I’ve been thinking lately about the things in our lives that help us create family, the experiences and qualities of “home” that knit us together and create the safe place we need to become confident in our best selves. After my husband, Mike, died, we were all engulfed in this wave of sorrow and change and uncertainty, and for my children, a sea of confusion and lack of understanding – an ill-defined sense of loss and insecurity. It was all very natural, and in many ways still an ongoing process at various stages of resolution, even six years later. But, during those early days of grief, I felt so strongly that I needed to focus on making sure our home was a place of security and honesty, where all feelings were welcome and peace would reign. Home-keeping. A tall order in a very chaotic and confusing time of adjustment.

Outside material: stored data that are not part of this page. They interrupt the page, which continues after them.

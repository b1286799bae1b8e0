use crate::core::config::AppConfig;
use anyhow::{Context, Result};
use std::path::Path;

const CONFIG_HEADER: &str = "\
# Configuration file for fintree
#
# backend.base_url       REST backend serving /api/v1/...
# user_id                owner of the assets to show
# currency               every value is converted into this currency
# supported_currencies   pairs warmed by `fintree rates`
# rates.ttl_secs         how long a fetched exchange rate stays fresh
---
";

fn default_config_contents() -> Result<String> {
    Ok(format!("{CONFIG_HEADER}{}", AppConfig::default().to_yaml()?))
}

/// Creates a default configuration file at the default location
pub fn setup() -> Result<()> {
    let path = AppConfig::default_config_path()?;
    setup_at_path(path)
}

/// Creates a default configuration file at the specified path
pub fn setup_at_path<P: AsRef<Path>>(path: P) -> Result<()> {
    let path = path.as_ref();

    if path.exists() {
        anyhow::bail!("Configuration file already exists at {}", path.display());
    }

    if let Some(parent) = path.parent() {
        std::fs::create_dir_all(parent)
            .with_context(|| format!("Failed to create directory: {}", parent.display()))?;
    }

    std::fs::write(path, default_config_contents()?)
        .with_context(|| format!("Failed to write config file to {}", path.display()))?;

    tracing::info!("Created default configuration at {}", path.display());
    println!("Created default configuration at {}", path.display());
    Ok(())
}

#[cfg(test)]
mod tests {
    use super::*;
    use std::fs;
    use tempfile::TempDir;

    #[test]
    fn test_setup_creates_config_file() -> Result<()> {
        let temp_dir = TempDir::new()?;
        let config_path = temp_dir.path().join("nested").join("config.yaml");

        setup_at_path(&config_path)?;

        assert!(config_path.exists());
        let content = fs::read_to_string(&config_path)?;
        assert!(content.starts_with("# Configuration file for fintree"));
        assert!(content.contains("base_url:"));
        assert!(content.contains("user_id: test_user_001"));

        Ok(())
    }

    #[test]
    fn test_setup_fails_if_config_exists() -> Result<()> {
        let temp_dir = TempDir::new()?;
        let config_path = temp_dir.path().join("config.yaml");

        std::fs::write(&config_path, "test")?;

        let result = setup_at_path(&config_path);
        assert!(result.is_err());
        assert!(result.unwrap_err().to_string().contains("already exists"));
        assert_eq!(fs::read_to_string(&config_path)?, "test");

        Ok(())
    }

    #[test]
    fn test_written_config_loads_back() -> Result<()> {
        let temp_dir = TempDir::new()?;
        let config_path = temp_dir.path().join("config.yaml");
        setup_at_path(&config_path)?;

        let config = AppConfig::load_from_path(&config_path)?;
        assert_eq!(config, AppConfig::default());

        Ok(())
    }
}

During that time, I tried really hard to shore up our family routines and traditions, so we would all re-establish those “normal” and important parts of family life. One of the most important routines was (and is) bedtime. As most parents can attest, those bedtime hours are so precious. For some reason, the closing of the day – especially busy days – often bring out the tenderness of our hearts. With my little ones, it’s been the time when their hearts are most vulnerable, closest to the surface, when all those percolating thoughts of childhood and growing come out. We’ve had very precious conversations during bedtime – some of our earliest talks about faith, love, family, hurts, and more. In our process of grief, those have been the times when hard questions finally break the surface, and we’re able to begin making sense of them. Or at least become more comfortable with not knowing the answers.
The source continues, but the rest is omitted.